Закончим с политикой. Поговорим о чем-нибудь хорошем. Например, в чем Ваша особенность как писателя? Вас называют «неканоническим» писателем.
В современном литературном мире важна конъюнктура, поздний постмодернизм, внимание к физиологическим аспектам человеческого существования, ко всем нетрадиционным видам сексуальной ориентации, порнография и прочее. Такой канон в Эстонии тоже существует.

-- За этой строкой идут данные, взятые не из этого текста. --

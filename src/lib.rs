//! Weekly timetable generator.
//!
//! Given a semester catalogue and per-course preferences, finds every
//! collision-free choice of one section per (course, type) that minimizes
//! time spent at school: a fixed penalty per attended day plus the span of
//! each day.

pub mod catalogue;
pub mod config;
pub mod data;
pub mod error;
pub mod merge;
pub mod progress;
pub mod selection;
pub mod server;
pub mod solver;
pub mod timeline;
pub mod worker;

pub use catalogue::{Catalogue, Semester};
pub use config::Config;
pub use server::run_server;
pub use solver::{BestResult, ScheduleSolver};
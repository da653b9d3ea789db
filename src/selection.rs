//! Turns a semester plus user preferences into the groups the solver iterates
//! over, and maps the solver's index vectors back to concrete sections.

use crate::catalogue::Semester;
use crate::data::{
    ChosenSections, Course, CourseCode, ScheduleOption, Section, SectionType, SolveRequest,
};
use crate::error::SolveError;
use crate::solver::{BestResult, Candidate};
use log::{debug, trace};

/// Candidate sections competing for one (course, type) slot.
#[derive(Debug, Clone, PartialEq, Eq)]
pub struct SelectionGroup {
    pub course: CourseCode,
    pub kind: SectionType,
    /// Positions in the course's section list of `kind` that passed filtering.
    pub sections: Vec<usize>,
    course_index: usize,
}

/// Search input derived from one [`SolveRequest`].
#[derive(Debug, Clone)]
pub struct SelectionPlan<'s> {
    courses: Vec<&'s Course>,
    groups: Vec<SelectionGroup>,
    total: u64,
}

impl<'s> SelectionPlan<'s> {
    /// Filters every requested course by type preference, fullness and
    /// registration state. (course, type) pairs left without sections are
    /// dropped; they constrain nothing. Groups are ordered by ascending size,
    /// then course code, then type.
    pub fn build(semester: &'s Semester, request: &SolveRequest) -> Result<Self, SolveError> {
        let mut courses = Vec::with_capacity(request.preferences.len());
        let mut groups = Vec::new();

        for (code, preferences) in &request.preferences {
            let course = semester.course(code).ok_or_else(|| SolveError::UnknownCourse {
                semester: semester.id().to_string(),
                course: code.clone(),
            })?;
            let course_index = courses.len();
            courses.push(course);

            let allow_full = request.allow_full.get(code).copied().unwrap_or(false);
            let allow_locked = request.allow_locked.get(code).copied().unwrap_or(false);

            for kind in SectionType::ALL {
                if !preferences.enabled(kind) {
                    continue;
                }
                let all = course.parallels.of(kind);
                let sections: Vec<usize> = all
                    .iter()
                    .enumerate()
                    .filter(|(_, s)| allow_full || !s.is_full)
                    .filter(|(_, s)| allow_locked || s.can_register)
                    .map(|(i, _)| i)
                    .collect();
                trace!(
                    "{} {}: {} of {} sections remain",
                    code,
                    kind,
                    sections.len(),
                    all.len()
                );

                if !sections.is_empty() {
                    groups.push(SelectionGroup {
                        course: code.clone(),
                        kind,
                        sections,
                        course_index,
                    });
                }
            }
        }

        groups.sort_by(|a, b| {
            a.sections
                .len()
                .cmp(&b.sections.len())
                .then_with(|| a.course.cmp(&b.course))
                .then_with(|| a.kind.cmp(&b.kind))
        });

        let total = groups
            .iter()
            .fold(1u64, |acc, g| acc.saturating_mul(g.sections.len() as u64));
        debug!(
            "Built {} selection groups for {} courses ({} combinations)",
            groups.len(),
            courses.len(),
            total
        );

        Ok(Self {
            courses,
            groups,
            total,
        })
    }

    pub fn groups(&self) -> &[SelectionGroup] {
        &self.groups
    }

    /// Product of the group sizes; empty (course, type) pairs count as one.
    pub fn total(&self) -> u64 {
        self.total
    }

    /// Solver input, in group order.
    pub fn candidates(&self) -> Result<Vec<Vec<Candidate>>, SolveError> {
        self.groups
            .iter()
            .map(|group| {
                group
                    .sections
                    .iter()
                    .map(|&i| Candidate::from_timetable(&self.section(group, i).timetable))
                    .collect()
            })
            .collect()
    }

    /// Maps one selection vector back to course -> chosen sections. Every
    /// requested course is present, with `None` for types not chosen.
    pub fn resolve(&self, selection: &[usize]) -> ScheduleOption {
        let mut option: ScheduleOption = self
            .courses
            .iter()
            .map(|c| (c.code.clone(), ChosenSections::default()))
            .collect();

        for (group, &choice) in self.groups.iter().zip(selection) {
            let section = self.section(group, group.sections[choice]).clone();
            option
                .entry(group.course.clone())
                .or_default()
                .set(group.kind, section);
        }
        option
    }

    pub fn resolve_all(&self, best: &BestResult) -> Vec<ScheduleOption> {
        best.combinations.iter().map(|s| self.resolve(s)).collect()
    }

    fn section(&self, group: &SelectionGroup, index: usize) -> &'s Section {
        &self.courses[group.course_index].parallels.of(group.kind)[index]
    }
}

#[cfg(test)]
mod tests {
    use super::*;
    use crate::data::{TimeBlock, TypePreferences, WeekParity};
    use std::collections::BTreeMap;

    fn section(kind: SectionType, num: u32, day: u8, full: bool, open: bool) -> Section {
        Section {
            kind,
            num: Some(num),
            capacity: Some(20),
            occupied_places: None,
            can_register: open,
            is_full: full,
            timetable: vec![TimeBlock {
                day,
                week: WeekParity::Odd,
                start: 540,
                end: 630,
                room: None,
                is_merged: false,
                weeks_valid: vec![],
            }],
        }
    }

    fn semester() -> Semester {
        let mut alg = Course {
            code: "BI-AG1".into(),
            name: "Algorithms".into(),
            parallels: Default::default(),
        };
        alg.parallels.lecture = vec![section(SectionType::Lecture, 1, 1, false, true)];
        alg.parallels.tutorial = vec![
            section(SectionType::Tutorial, 101, 2, false, true),
            section(SectionType::Tutorial, 102, 3, true, true),
            section(SectionType::Tutorial, 103, 4, false, false),
        ];

        let mut db = Course {
            code: "BI-DBS".into(),
            name: "Databases".into(),
            parallels: Default::default(),
        };
        db.parallels.lecture = vec![
            section(SectionType::Lecture, 1, 1, false, true),
            section(SectionType::Lecture, 2, 5, false, true),
        ];
        db.parallels.lab = vec![section(SectionType::Lab, 201, 2, true, false)];

        Semester::new("B241", vec![alg, db]).unwrap()
    }

    fn request(codes: &[&str]) -> SolveRequest {
        SolveRequest {
            semester: "B241".into(),
            preferences: codes
                .iter()
                .map(|c| (c.to_string(), TypePreferences::all()))
                .collect(),
            allow_full: BTreeMap::new(),
            allow_locked: BTreeMap::new(),
        }
    }

    #[test]
    fn full_and_locked_sections_are_filtered() {
        let semester = semester();
        let plan = SelectionPlan::build(&semester, &request(&["BI-AG1"])).unwrap();
        let tutorials = plan
            .groups()
            .iter()
            .find(|g| g.kind == SectionType::Tutorial)
            .unwrap();
        assert_eq!(tutorials.sections, vec![0]);
    }

    #[test]
    fn allow_flags_keep_sections() {
        let semester = semester();
        let mut req = request(&["BI-AG1"]);
        req.allow_full.insert("BI-AG1".into(), true);
        req.allow_locked.insert("BI-AG1".into(), true);
        let plan = SelectionPlan::build(&semester, &req).unwrap();
        let tutorials = plan
            .groups()
            .iter()
            .find(|g| g.kind == SectionType::Tutorial)
            .unwrap();
        assert_eq!(tutorials.sections, vec![0, 1, 2]);
        assert_eq!(plan.total(), 3);
    }

    #[test]
    fn empty_groups_are_dropped_and_order_is_by_size() {
        let semester = semester();
        let plan = SelectionPlan::build(&semester, &request(&["BI-AG1", "BI-DBS"])).unwrap();
        let order: Vec<(&str, SectionType)> = plan
            .groups()
            .iter()
            .map(|g| (g.course.as_str(), g.kind))
            .collect();
        // BI-DBS lab is both full and locked, so it vanishes.
        assert_eq!(
            order,
            vec![
                ("BI-AG1", SectionType::Lecture),
                ("BI-AG1", SectionType::Tutorial),
                ("BI-DBS", SectionType::Lecture),
            ]
        );
        assert_eq!(plan.total(), 2);
    }

    #[test]
    fn disabled_types_are_skipped() {
        let semester = semester();
        let mut req = request(&["BI-AG1"]);
        req.preferences.insert(
            "BI-AG1".into(),
            TypePreferences {
                lecture: false,
                tutorial: true,
                lab: false,
            },
        );
        let plan = SelectionPlan::build(&semester, &req).unwrap();
        assert_eq!(plan.groups().len(), 1);
        assert_eq!(plan.groups()[0].kind, SectionType::Tutorial);
    }

    #[test]
    fn unknown_course_is_an_error() {
        let semester = semester();
        let err = SelectionPlan::build(&semester, &request(&["BI-XXX"])).unwrap_err();
        assert!(matches!(err, SolveError::UnknownCourse { .. }));
    }

    #[test]
    fn resolve_maps_indices_to_sections() {
        let semester = semester();
        let plan = SelectionPlan::build(&semester, &request(&["BI-AG1", "BI-DBS"])).unwrap();
        let option = plan.resolve(&[0, 0, 1]);

        let ag = &option["BI-AG1"];
        assert_eq!(ag.lecture.as_ref().and_then(|s| s.num), Some(1));
        assert_eq!(ag.tutorial.as_ref().and_then(|s| s.num), Some(101));
        assert!(ag.lab.is_none());

        let db = &option["BI-DBS"];
        assert_eq!(db.get(SectionType::Lecture).and_then(|s| s.num), Some(2));
        assert!(db.lab.is_none());
    }

    #[test]
    fn candidates_follow_group_order() {
        let semester = semester();
        let plan = SelectionPlan::build(&semester, &request(&["BI-DBS"])).unwrap();
        let candidates = plan.candidates().unwrap();
        assert_eq!(candidates.len(), 1);
        assert_eq!(candidates[0].len(), 2);
        assert_eq!(candidates[0][1].blocks[0].slot, 4);
    }
}
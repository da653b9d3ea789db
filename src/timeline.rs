//! Ordered, doubly-linked sequence of placed blocks for one (weekday, parity).
//!
//! Nodes live in an arena owned by the timeline. Slot `0` is the sentinel: it
//! stands for "no neighbor" in both directions, and its own `next`/`prev`
//! point at the head and tail of the list. Freed slots are recycled, so a
//! search that keeps inserting and removing does not grow the arena past the
//! deepest descent. Each slot carries a generation that moves on when the slot
//! is freed, so handles to a recycled slot go stale instead of aliasing.

use crate::data::Minutes;
use std::fmt;
use std::iter::FusedIterator;

const SENTINEL: usize = 0;

/// Half-open occupied interval `[start, end)` in minutes since midnight.
#[derive(Debug, Clone, Copy, PartialEq, Eq, Hash, PartialOrd, Ord)]
pub struct Span {
    pub start: Minutes,
    pub end: Minutes,
}

impl Span {
    pub fn new(start: Minutes, end: Minutes) -> Self {
        Self { start, end }
    }
}

/// Handle to a node placed in a [`DayTimeline`].
#[derive(Debug, Clone, Copy, PartialEq, Eq, Hash)]
pub struct NodeHandle {
    index: usize,
    generation: u32,
}

impl NodeHandle {
    /// The past-the-end node. Removing it is a no-op.
    pub const END: NodeHandle = NodeHandle {
        index: SENTINEL,
        generation: 0,
    };

    pub fn is_end(self) -> bool {
        self.index == SENTINEL
    }
}

impl fmt::Display for NodeHandle {
    fn fmt(&self, f: &mut fmt::Formatter<'_>) -> fmt::Result {
        write!(f, "NodeHandle({}v{})", self.index, self.generation)
    }
}

/// The block could not be placed without overlapping an existing one.
#[derive(Debug, Clone, Copy, PartialEq, Eq)]
pub struct Collision;

#[derive(Debug, Clone)]
struct Node {
    span: Span,
    prev: usize,
    next: usize,
    linked: bool,
    generation: u32,
}

#[derive(Debug, Clone)]
pub struct DayTimeline {
    nodes: Vec<Node>,
    free: Vec<usize>,
    len: usize,
}

impl Default for DayTimeline {
    fn default() -> Self {
        Self::new()
    }
}

impl DayTimeline {
    pub fn new() -> Self {
        Self {
            nodes: vec![Node {
                span: Span::new(0, 0),
                prev: SENTINEL,
                next: SENTINEL,
                linked: false,
                generation: 0,
            }],
            free: Vec::new(),
            len: 0,
        }
    }

    #[inline]
    pub fn is_empty(&self) -> bool {
        self.nodes[SENTINEL].next == SENTINEL
    }

    #[inline]
    pub fn len(&self) -> usize {
        self.len
    }

    /// Links `span` in at the first gap wide enough to hold it.
    ///
    /// Back-to-back placement (`prev.end == span.start` or
    /// `span.end == next.start`) is accepted. On collision nothing changes.
    pub fn insert_if_no_collision(&mut self, span: Span) -> Result<NodeHandle, Collision> {
        let mut prev = SENTINEL;
        let mut cur = self.nodes[SENTINEL].next;

        while cur != SENTINEL {
            let placed = self.nodes[cur].span;
            if placed.end <= span.start {
                prev = cur;
                cur = self.nodes[cur].next;
            } else if placed.start >= span.end {
                break;
            } else {
                return Err(Collision);
            }
        }

        Ok(self.link_between(span, prev, cur))
    }

    /// Unlinks a node in O(1). Removing [`NodeHandle::END`] or a handle
    /// whose node was already removed does nothing, even after its slot has
    /// been recycled.
    pub fn remove(&mut self, handle: NodeHandle) {
        let idx = handle.index;
        if idx == SENTINEL || idx >= self.nodes.len() {
            return;
        }
        let node = &self.nodes[idx];
        if !node.linked || node.generation != handle.generation {
            return;
        }

        let Node { prev, next, .. } = self.nodes[idx];
        self.nodes[prev].next = next;
        self.nodes[next].prev = prev;

        let node = &mut self.nodes[idx];
        node.linked = false;
        node.generation = node.generation.wrapping_add(1);
        node.prev = SENTINEL;
        node.next = SENTINEL;
        self.free.push(idx);
        self.len -= 1;
    }

    /// First start and last end of the day, or `None` when nothing is placed.
    #[inline]
    pub fn bounds(&self) -> Option<(Minutes, Minutes)> {
        if self.is_empty() {
            return None;
        }
        let head = self.nodes[SENTINEL].next;
        let tail = self.nodes[SENTINEL].prev;
        Some((self.nodes[head].span.start, self.nodes[tail].span.end))
    }

    pub fn iter(&self) -> Iter<'_> {
        Iter {
            nodes: &self.nodes,
            cur: self.nodes[SENTINEL].next,
        }
    }

    fn link_between(&mut self, span: Span, prev: usize, next: usize) -> NodeHandle {
        let generation = self.free.last().map_or(0, |&idx| self.nodes[idx].generation);
        let node = Node {
            span,
            prev,
            next,
            linked: true,
            generation,
        };
        let idx = match self.free.pop() {
            Some(idx) => {
                self.nodes[idx] = node;
                idx
            }
            None => {
                self.nodes.push(node);
                self.nodes.len() - 1
            }
        };

        self.nodes[prev].next = idx;
        self.nodes[next].prev = idx;
        self.len += 1;
        NodeHandle { index: idx, generation }
    }
}

/// Placed spans in ascending start order.
#[derive(Debug, Clone)]
pub struct Iter<'a> {
    nodes: &'a [Node],
    cur: usize,
}

impl<'a> Iterator for Iter<'a> {
    type Item = Span;

    fn next(&mut self) -> Option<Self::Item> {
        if self.cur == SENTINEL {
            return None;
        }
        let node = &self.nodes[self.cur];
        self.cur = node.next;
        Some(node.span)
    }
}

impl FusedIterator for Iter<'_> {}

impl<'a> IntoIterator for &'a DayTimeline {
    type Item = Span;
    type IntoIter = Iter<'a>;

    fn into_iter(self) -> Self::IntoIter {
        self.iter()
    }
}
//! Writing generated tables to disk.

pub mod csv;

use std::fs::File;
use std::io::{BufWriter, Write};
use std::path::{Path, PathBuf};

use anyhow::{Context, Result};
use serde::Serialize;

use self::csv::{write_csv, CsvRow};
use crate::generate::SyntheticDataset;

pub const MATCH_EVENTS: &str = "match_events";
pub const DEPLOY_EVENTS: &str = "deploy_events";
pub const INCIDENTS: &str = "incidents";

#[derive(Debug, Clone, Copy, PartialEq, Eq, clap::ValueEnum)]
pub enum ExportFormat {
    Csv,
    Json,
}

impl ExportFormat {
    pub fn extension(&self) -> &'static str {
        match self {
            ExportFormat::Csv => "csv",
            ExportFormat::Json => "json",
        }
    }
}

/// Write the three tables into `dir`, creating it if needed.
///
/// Returns the written paths in match, deploy, incident order.
pub fn write_dataset(dataset: &SyntheticDataset, dir: &Path, format: ExportFormat) -> Result<Vec<PathBuf>> {
    std::fs::create_dir_all(dir)
        .with_context(|| format!("failed to create output directory: {}", dir.display()))?;

    let paths = vec![
        write_table(dir, MATCH_EVENTS, &dataset.matches, format)?,
        write_table(dir, DEPLOY_EVENTS, &dataset.deploys, format)?,
        write_table(dir, INCIDENTS, &dataset.incidents, format)?,
    ];
    Ok(paths)
}

fn write_table<T: CsvRow + Serialize>(dir: &Path, name: &str, rows: &[T], format: ExportFormat) -> Result<PathBuf> {
    let path = dir.join(format!("{}.{}", name, format.extension()));
    let file = File::create(&path).with_context(|| format!("failed to create {}", path.display()))?;
    let mut writer = BufWriter::new(file);

    match format {
        ExportFormat::Csv => write_csv(&mut writer, rows),
        ExportFormat::Json => serde_json::to_writer_pretty(&mut writer, rows)
            .map_err(Into::into)
            .and_then(|_| writer.flush()),
    }
    .with_context(|| format!("failed to write {}", path.display()))?;

    tracing::info!(path = %path.display(), rows = rows.len(), "Wrote table");
    Ok(path)
}

#[cfg(test)]
mod tests {
    use super::*;
    use crate::generate::{DeployEvent, DeploySize};
    use crate::timeline::parse_timestamp;

    fn sample() -> SyntheticDataset {
        SyntheticDataset {
            deploys: vec![DeployEvent {
                timestamp: parse_timestamp("2024-01-01 09:30").unwrap(),
                is_critical_fix: false,
                deploy_size: DeploySize::Small,
            }],
            ..SyntheticDataset::default()
        }
    }

    #[test]
    fn test_writes_three_csv_files() -> Result<()> {
        let dir = tempfile::tempdir()?;
        let out = dir.path().join("nested");
        let paths = write_dataset(&sample(), &out, ExportFormat::Csv)?;
        assert_eq!(paths.len(), 3);
        assert!(paths[0].ends_with("match_events.csv"));

        let deploys = std::fs::read_to_string(&paths[1])?;
        assert_eq!(deploys.lines().count(), 2);
        let incidents = std::fs::read_to_string(&paths[2])?;
        assert_eq!(incidents, "timestamp,incident_type,severity\n");
        Ok(())
    }

    #[test]
    fn test_json_export_is_parseable() -> Result<()> {
        let dir = tempfile::tempdir()?;
        let paths = write_dataset(&sample(), dir.path(), ExportFormat::Json)?;
        let text = std::fs::read_to_string(&paths[1])?;
        let rows: Vec<DeployEvent> = serde_json::from_str(&text)?;
        assert_eq!(rows, sample().deploys);
        Ok(())
    }
}
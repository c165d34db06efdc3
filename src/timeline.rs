//! Hourly grid helpers shared by the generators.

use chrono::{Datelike, Duration, NaiveDate, NaiveDateTime, Timelike, Weekday};
use thiserror::Error;

#[derive(Debug, Error)]
pub enum TimelineError {
    #[error("invalid timestamp '{0}': expected YYYY-MM-DD[ HH:MM[:SS]]")]
    InvalidTimestamp(String),
}

const DATETIME_FORMATS: &[&str] = &[
    "%Y-%m-%d %H:%M:%S",
    "%Y-%m-%dT%H:%M:%S",
    "%Y-%m-%d %H:%M",
    "%Y-%m-%dT%H:%M",
];

/// Every hour from `start` to `end`, both inclusive.
///
/// The grid is anchored on `start`, so an unaligned start produces unaligned
/// grid points. An `end` before `start` yields an empty grid.
pub fn hours_between(start: NaiveDateTime, end: NaiveDateTime) -> Vec<NaiveDateTime> {
    let mut hours = Vec::new();
    let mut ts = start;
    while ts <= end {
        hours.push(ts);
        ts += Duration::hours(1);
    }
    hours
}

/// Truncate a timestamp to the start of its hour.
pub fn floor_to_hour(ts: NaiveDateTime) -> NaiveDateTime {
    ts.date()
        .and_hms_opt(ts.hour(), 0, 0)
        .unwrap_or(ts)
}

/// Day of week with Monday = 0 and Sunday = 6.
pub fn day_index(ts: NaiveDateTime) -> u32 {
    ts.weekday().num_days_from_monday()
}

pub fn is_weekend(day: Weekday) -> bool {
    matches!(day, Weekday::Sat | Weekday::Sun)
}

/// Parse a command-line timestamp. A bare date means midnight.
pub fn parse_timestamp(input: &str) -> Result<NaiveDateTime, TimelineError> {
    let trimmed = input.trim();
    for fmt in DATETIME_FORMATS {
        if let Ok(ts) = NaiveDateTime::parse_from_str(trimmed, fmt) {
            return Ok(ts);
        }
    }
    NaiveDate::parse_from_str(trimmed, "%Y-%m-%d")
        .ok()
        .and_then(|d| d.and_hms_opt(0, 0, 0))
        .ok_or_else(|| TimelineError::InvalidTimestamp(input.to_string()))
}

#[cfg(test)]
mod tests {
    use super::*;

    fn ts(s: &str) -> NaiveDateTime {
        parse_timestamp(s).unwrap()
    }

    #[test]
    fn test_grid_is_inclusive() {
        let hours = hours_between(ts("2024-01-01 00:00"), ts("2024-01-01 03:00"));
        assert_eq!(hours.len(), 4);
        assert_eq!(hours[3], ts("2024-01-01 03:00"));
    }

    #[test]
    fn test_single_point_grid() {
        let start = ts("2024-01-01 17:00");
        assert_eq!(hours_between(start, start), vec![start]);
    }

    #[test]
    fn test_reversed_range_is_empty() {
        assert!(hours_between(ts("2024-01-02"), ts("2024-01-01")).is_empty());
    }

    #[test]
    fn test_floor_and_day_index() {
        let t = ts("2024-01-05 16:42:13");
        assert_eq!(floor_to_hour(t), ts("2024-01-05 16:00"));
        // 2024-01-05 is a Friday
        assert_eq!(day_index(t), 4);
        assert!(is_weekend(ts("2024-01-06").weekday()));
    }

    #[test]
    fn test_parse_variants() {
        assert_eq!(ts("2024-03-01"), ts("2024-03-01 00:00:00"));
        assert_eq!(ts("2024-03-01T08:30"), ts("2024-03-01 08:30:00"));
        assert!(matches!(
            parse_timestamp("yesterday"),
            Err(TimelineError::InvalidTimestamp(_))
        ));
    }
}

У нас есть еще и второй канон, в несколько реликтовом состоянии, – это национальный канон, который идет от Кросса, когда все рассматривается с точки зрения эстонского народа в целом, когда эстонский народ преподносится как «умная жертва», мол, мы умнее всех, а вот как с нами обошлись.
То, что я пишу, в эти два канона не укладывается. Это, скорее, попытка возродить жанр «большого романа» девятнадцатого века. В этом ключе написаны «Братья Луйк» и «Буриданы». «Буриданы» – самая большая моя работа, я вряд ли что-нибудь большее напишу. Написано семь томов, будет еще восьмой.
«Буриданы» – это не «Сага о Форсайтах» и даже не «Будденброки», хотя из «Будденброков» или «Семьи Буссардель» мне стало понятно, что фамилия семьи в моем романе должна начинаться на «бу». Идею, что фамилия может быть Буриданы, подала мне жена. Если говорить про истоки, то возьмем Золя. Золя написал двадцать томов, и каждый том у него про отдельный персонаж, а у меня целостный сюжет, так что роман, скорее, напоминает «Войну и мир» или «Тихий Дон». Но поскольку сегодня психика людей стала мобильнее, люди легче переключаются с одной темы на другую, с одного времени на другое, то я постоянно меняю время. Например, первая часть первого тома у меня – 60-й год, вторая часть – начало века, третья часть – 80-й год, четвертая – опять 60-й. Все это связано одним семейством в четырех поколениях.
А на русский язык эпопея будет переводиться?
На русском издан довольно большой отрывок. Посмотрим.
Вы ведь еще занимаетесь переводами на эстонский?
Совсем немного. Мы с женой перевели «Обитаемый остров» и «Гадких лебедей» Стругацких. Перевели один роман Сименона. Когда меня Kultuurkapital в очередной раз лишил стипендии (за такие статьи, которые я пишу, государственных премий не дают), я перевел «Вечер у Клэр» Газданова. Я очень люблю этого писателя, хотел бы перевести и его «Ночные дороги». Еще я перевел на эстонский язык несколько произведений моей жены, Гоар Маркосян-Каспер – а она меня переводит на русский.
Сколько вообще у Вас книг?
Восемь романов, три сборника стихов (два вышли, один вот-вот выйдет), несколько книг малой прозы, несколько пьес, несколько сценариев, два художественных, два телевизионных фильма.
На русском в прошлом году вышла книга «Уроки Германии», ранее – роман «Ода утреннему одиночеству».
Но сейчас самое главное – закончить «Буриданов».